== Problem to work on ==
Could you reproduce all of these records exactly?

☆ ☆ ☆

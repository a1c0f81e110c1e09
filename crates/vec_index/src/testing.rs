//! In-memory stand-in for a graph database's vector index catalog.
//!
//! Understands exactly the statements this crate emits, keeps indexes per
//! database and counts sessions so tests can assert that every opened
//! session was closed. Failures can be injected per connection address
//! prefix or for every statement.

use std::collections::{BTreeMap, HashMap};
use std::sync::Arc;

use async_trait::async_trait;
use graph_link::{
    ConnectionConfig, GraphSession, LinkError, LinkResult, Record, SessionProvider, Statement,
};
use once_cell::sync::Lazy;
use parking_lot::Mutex;
use regex::Regex;
use serde_json::Value;

/// Database used when a connection does not name one.
pub const DEFAULT_DATABASE: &str = "neo4j";

static CREATE: Lazy<Regex> = Lazy::new(|| {
    Regex::new(
        r"(?s)^CREATE VECTOR INDEX `([^`]+)` IF NOT EXISTS\s+FOR \(n:`([^`]+)`\)\s+ON \(n\.`([^`]+)`\).*`vector\.dimensions`: (\d+).*`vector\.similarity_function`: '(\w+)'",
    )
    .expect("create pattern is valid")
});

static DROP: Lazy<Regex> = Lazy::new(|| {
    Regex::new(r"^DROP INDEX `([^`]+)` IF EXISTS$").expect("drop pattern is valid")
});

#[derive(Debug, Clone, PartialEq, Eq)]
pub struct StoredIndex {
    pub name: String,
    pub label: String,
    pub property: String,
    pub dimension: Option<u32>,
    /// Upper case, the way the catalog reports it.
    pub similarity: String,
    pub state: String,
}

impl StoredIndex {
    pub fn new(name: &str, label: &str, property: &str, dimension: Option<u32>) -> Self {
        Self {
            name: name.to_string(),
            label: label.to_string(),
            property: property.to_string(),
            dimension,
            similarity: "COSINE".to_string(),
            state: "ONLINE".to_string(),
        }
    }

    pub fn with_similarity(mut self, similarity: &str) -> Self {
        self.similarity = similarity.to_string();
        self
    }

    pub fn with_state(mut self, state: &str) -> Self {
        self.state = state.to_string();
        self
    }

    fn column(&self, column: &str) -> Value {
        match column {
            "name" => Value::from(self.name.as_str()),
            "state" => Value::from(self.state.as_str()),
            "nodeLabel" => Value::from(self.label.as_str()),
            "property" => Value::from(self.property.as_str()),
            "dimension" => match self.dimension {
                Some(d) => Value::from(d),
                None => Value::Null,
            },
            "similarityFunction" => Value::from(self.similarity.as_str()),
            _ => Value::Null,
        }
    }
}

#[derive(Default)]
struct State {
    databases: HashMap<String, BTreeMap<String, StoredIndex>>,
    connection_failures: Vec<(String, String)>,
    statement_failure: Option<String>,
    close_failure: Option<String>,
    addresses: Vec<String>,
    statements: Vec<String>,
    opened: usize,
    closed: usize,
}

/// Shared handle; clones see the same catalog.
#[derive(Clone, Default)]
pub struct MemoryCatalog {
    state: Arc<Mutex<State>>,
}

impl MemoryCatalog {
    pub fn new() -> Self {
        Self::default()
    }

    /// Seed an index in the default database.
    pub fn insert(&self, index: StoredIndex) {
        self.insert_into(DEFAULT_DATABASE, index);
    }

    pub fn insert_into(&self, database: &str, index: StoredIndex) {
        self.state
            .lock()
            .databases
            .entry(database.to_string())
            .or_default()
            .insert(index.name.clone(), index);
    }

    pub fn index(&self, database: Option<&str>, name: &str) -> Option<StoredIndex> {
        let database = database.unwrap_or(DEFAULT_DATABASE);
        self.state
            .lock()
            .databases
            .get(database)
            .and_then(|indexes| indexes.get(name).cloned())
    }

    pub fn len(&self, database: Option<&str>) -> usize {
        let database = database.unwrap_or(DEFAULT_DATABASE);
        self.state
            .lock()
            .databases
            .get(database)
            .map_or(0, BTreeMap::len)
    }

    /// Opening a session on an address starting with `prefix` fails with
    /// `message`.
    pub fn fail_connections(&self, prefix: &str, message: &str) {
        self.state
            .lock()
            .connection_failures
            .push((prefix.to_string(), message.to_string()));
    }

    /// Every statement fails with `message`. Sessions still open and close.
    pub fn fail_statements(&self, message: &str) {
        self.state.lock().statement_failure = Some(message.to_string());
    }

    pub fn fail_closes(&self, message: &str) {
        self.state.lock().close_failure = Some(message.to_string());
    }

    /// Addresses of every session open attempt, in order.
    pub fn addresses(&self) -> Vec<String> {
        self.state.lock().addresses.clone()
    }

    /// Text of every statement received, in order.
    pub fn statements(&self) -> Vec<String> {
        self.state.lock().statements.clone()
    }

    pub fn opened_sessions(&self) -> usize {
        self.state.lock().opened
    }

    pub fn closed_sessions(&self) -> usize {
        self.state.lock().closed
    }
}

#[async_trait]
impl SessionProvider for MemoryCatalog {
    async fn open_session(&self, config: &ConnectionConfig) -> LinkResult<Box<dyn GraphSession>> {
        let mut state = self.state.lock();
        state.addresses.push(config.address().to_string());

        let failure = state
            .connection_failures
            .iter()
            .find(|(prefix, _)| config.address().starts_with(prefix.as_str()))
            .map(|(_, message)| message.clone());
        if let Some(message) = failure {
            return Err(LinkError::Connection {
                address: config.address().to_string(),
                message,
            });
        }

        state.opened += 1;
        Ok(Box::new(MemorySession {
            state: Arc::clone(&self.state),
            database: config.database().unwrap_or(DEFAULT_DATABASE).to_string(),
        }))
    }
}

struct MemorySession {
    state: Arc<Mutex<State>>,
    database: String,
}

#[async_trait]
impl GraphSession for MemorySession {
    async fn run(&mut self, statement: &Statement) -> LinkResult<Vec<Record>> {
        let mut state = self.state.lock();
        let text = statement.text().trim();
        state.statements.push(text.to_string());

        if let Some(message) = &state.statement_failure {
            return Err(LinkError::Statement {
                message: message.clone(),
            });
        }

        let indexes = state.databases.entry(self.database.clone()).or_default();

        if text.starts_with("SHOW VECTOR INDEXES") {
            let wanted = statement.params().get("indexName");
            return Ok(indexes
                .values()
                .filter(|index| wanted.map_or(true, |name| &index.name == name))
                .map(|index| {
                    statement
                        .columns()
                        .iter()
                        .fold(Record::new(), |record, column| {
                            record.with(*column, index.column(column))
                        })
                })
                .collect());
        }

        if let Some(caps) = CREATE.captures(text) {
            let dimension = caps[4].parse::<u32>().map_err(|e| LinkError::Statement {
                message: format!("Invalid vector.dimensions: {}", e),
            })?;
            indexes.entry(caps[1].to_string()).or_insert_with(|| {
                StoredIndex::new(&caps[1], &caps[2], &caps[3], Some(dimension))
                    .with_similarity(&caps[5].to_ascii_uppercase())
            });
            return Ok(Vec::new());
        }

        if let Some(caps) = DROP.captures(text) {
            indexes.remove(&caps[1]);
            return Ok(Vec::new());
        }

        if text == "RETURN 1 AS test" {
            return Ok(vec![Record::new().with("test", 1)]);
        }

        Err(LinkError::Statement {
            message: format!("Invalid input: {}", text.lines().next().unwrap_or_default()),
        })
    }

    async fn close(self: Box<Self>) -> LinkResult<()> {
        let mut state = self.state.lock();
        state.closed += 1;
        match &state.close_failure {
            Some(message) => Err(LinkError::Close {
                message: message.clone(),
            }),
            None => Ok(()),
        }
    }
}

☆ ☆ ☆

== Result of this task ==
repository a1c0f81e110c1e09
filename crates/vec_index/src/testing.rs
//! In-memory stand-in for a graph database's vector index catalog.
//!
//! Understands exactly the statements this crate emits, keeps indexes per
//! database and counts sessions so tests can assert that every opened
//! session was closed. Failures can be injected per connection address
//! prefix or for every statement.

use std::collections::{BTreeMap, HashMap};
use std::sync::Arc;

use async_trait::async_trait;
use graph_link::{
    ConnectionConfig, GraphSession, LinkError, LinkResult, Record, SessionProvider, Statement,
};
use once_cell::sync::Lazy;
use parking_lot::Mutex;
use regex::Regex;
use serde_json::Value;

/// Database used when a connection does not name one.
pub const DEFAULT_DATABASE: &str = "neo4j";

static CREATE: Lazy<Regex> = Lazy::new(|| {
    Regex::new(
        r"(?s)^CREATE VECTOR INDEX `([^`]+)` IF NOT EXISTS\s+FOR \(n:`([^`]+)`\)\s+ON \(n\.`([^`]+)`\).*`vector\.dimensions`: (\d+).*`vector\.similarity_function`: '(\w+)'",
    )
    .expect("create pattern is valid")
});

static DROP: Lazy<Regex> = Lazy::new(|| {
    Regex::new(r"^DROP INDEX `([^`]+)` IF EXISTS$").expect("drop pattern is valid")
});

#[derive(Debug, Clone, PartialEq, Eq)]
pub struct StoredIndex {
    pub name: String,
    pub label: String,
    pub property: String,
    pub dimension: Option<u32>,
    /// Upper case, the way the catalog reports it.
    pub similarity: String,
    pub state: String,
}

impl StoredIndex {
    pub fn new(name: &str, label: &str, property: &str, dimension: Option<u32>) -> Self {
        Self {
            name: name.to_string(),
            label: label.to_string(),
            property: property.to_string(),
            dimension,
            similarity: "COSINE".to_string(),
            state: "ONLINE".to_string(),
        }
    }

    pub fn with_similarity(mut self, similarity: &str) -> Self {
        self.similarity = similarity.to_string();
        self
    }

    pub fn with_state(mut self, state: &str) -> Self {
        self.state = state.to_string();
        self
    }

    fn column(&self, column: &str) -> Value {
        match column {
            "name" => Value::from(self.name.as_str()),
            "state" => Value::from(self.state.as_str()),
            "nodeLabel" => Value::from(self.label.as_str()),
            "property" => Value::from(self.property.as_str()),
            "dimension" => match self.dimension {
                Some(d) => Value::from(d),
                None => Value::Null,
            },
            "similarityFunction" => Value::from(self.similarity.as_str()),
            _ => Value::Null,
        }
    }
}

#[derive(Default)]
struct State {
    databases: HashMap<String, BTreeMap<String, StoredIndex>>,
    connection_failures: Vec<(String, String)>,
    statement_failure: Option<String>,
    close_failure: Option<String>,
    addresses: Vec<String>,
    statements: Vec<String>,
    opened: usize,
    closed: usize,
}

/// Shared handle; clones see the same catalog.
#[derive(Clone, Default)]
pub struct MemoryCatalog {
    state: Arc<Mutex<State>>,
}

impl MemoryCatalog {
    pub fn new() -> Self {
        Self::default()
    }

    /// Seed an index in the default database.
    pub fn insert(&self, index: StoredIndex) {
        self.insert_into(DEFAULT_DATABASE, index);
    }

    pub fn insert_into(&self, database: &str, index: StoredIndex) {
        self.state
            .lock()
            .databases
            .entry(database.to_string())
            .or_default()
            .insert(index.name.clone(), index);
    }

    pub fn index(&self, database: Option<&str>, name: &str) -> Option<StoredIndex> {
        let database = database.unwrap_or(DEFAULT_DATABASE);
        self.state
            .lock()
            .databases
            .get(database)
            .and_then(|indexes| indexes.get(name).cloned())
    }

    pub fn len(&self, database: Option<&str>) -> usize {
        let database = database.unwrap_or(DEFAULT_DATABASE);
        self.state
            .lock()
            .databases
            .get(database)
            .map_or(0, BTreeMap::len)
    }

    /// Opening a session on an address starting with `prefix` fails with
    /// `message`.
    pub fn fail_connections(&self, prefix: &str, message: &str) {
        self.state
            .lock()
            .connection_failures
            .push((prefix.to_string(), message.to_string()));
    }

    /// Every statement fails with `message`. Sessions still open and close.
    pub fn fail_statements(&self, message: &str) {
        self.state.lock().statement_failure = Some(message.to_string());
    }

    pub fn fail_closes(&self, message: &str) {
        self.state.lock().close_failure = Some(message.to_string());
    }

    /// Addresses of every session open attempt, in order.
    pub fn addresses(&self) -> Vec<String> {
        self.state.lock().addresses.clone()
    }

    /// Text of every statement received, in order.
    pub fn statements(&self) -> Vec<String> {
        self.state.lock().statements.clone()
    }

    pub fn opened_sessions(&self) -> usize {
        self.state.lock().opened
    }

    pub fn closed_sessions(&self) -> usize {
        self.state.lock().closed
    }
}

#[async_trait]
impl SessionProvider for MemoryCatalog {
    async fn open_session(&self, config: &ConnectionConfig) -> LinkResult<Box<dyn GraphSession>> {
        let mut state = self.state.lock();
        state.addresses.push(config.address().to_string());

        let failure = state
            .connection_failures
            .iter()
            .find(|(prefix, _)| config.address().starts_with(prefix.as_str()))
            .map(|(_, message)| message.clone());
        if let Some(message) = failure {
            return Err(LinkError::Connection {
                address: config.address().to_string(),
                message,
            });
        }

        state.opened += 1;
        Ok(Box::new(MemorySession {
            state: Arc::clone(&self.state),
            database: config.database().unwrap_or(DEFAULT_DATABASE).to_string(),
        }))
    }
}

struct MemorySession {
    state: Arc<Mutex<State>>,
    database: String,
}

#[async_trait]
impl GraphSession for MemorySession {
    async fn run(&mut self, statement: &Statement) -> LinkResult<Vec<Record>> {
        let mut state = self.state.lock();
        let text = statement.text().trim();
        state.statements.push(text.to_string());

        if let Some(message) = &state.statement_failure {
            return Err(LinkError::Statement {
                message: message.clone(),
            });
        }

        let indexes = state.databases.entry(self.database.clone()).or_default();

        if text.starts_with("SHOW VECTOR INDEXES") {
            let wanted = statement.params().get("indexName");
            return Ok(indexes
                .values()
                .filter(|index| wanted.map_or(true, |name| &index.name == name))
                .map(|index| {
                    statement
                        .columns()
                        .iter()
                        .fold(Record::new(), |record, column| {
                            record.with(*column, index.column(column))
                        })
                })
                .collect());
        }

        if let Some(caps) = CREATE.captures(text) {
            let dimension = caps[4].parse::<u32>().map_err(|e| LinkError::Statement {
                message: format!("Invalid vector.dimensions: {}", e),
            })?;
            indexes.entry(caps[1].to_string()).or_insert_with(|| {
                StoredIndex::new(&caps[1], &caps[2], &caps[3], Some(dimension))
                    .with_similarity(&caps[5].to_ascii_uppercase())
            });
            return Ok(Vec::new());
        }

        if let Some(caps) = DROP.captures(text) {
            indexes.remove(&caps[1]);
            return Ok(Vec::new());
        }

        if text == "RETURN 1 AS test" {
            return Ok(vec![Record::new().with("test", 1)]);
        }

        Err(LinkError::Statement {
            message: format!("Invalid input: {}", text.lines().next().unwrap_or_default()),
        })
    }

    async fn close(self: Box<Self>) -> LinkResult<()> {
        let mut state = self.state.lock();
        state.closed += 1;
        match &state.close_failure {
            Some(message) => Err(LinkError::Close {
                message: message.clone(),
            }),
            None => Ok(()),
        }
    }
}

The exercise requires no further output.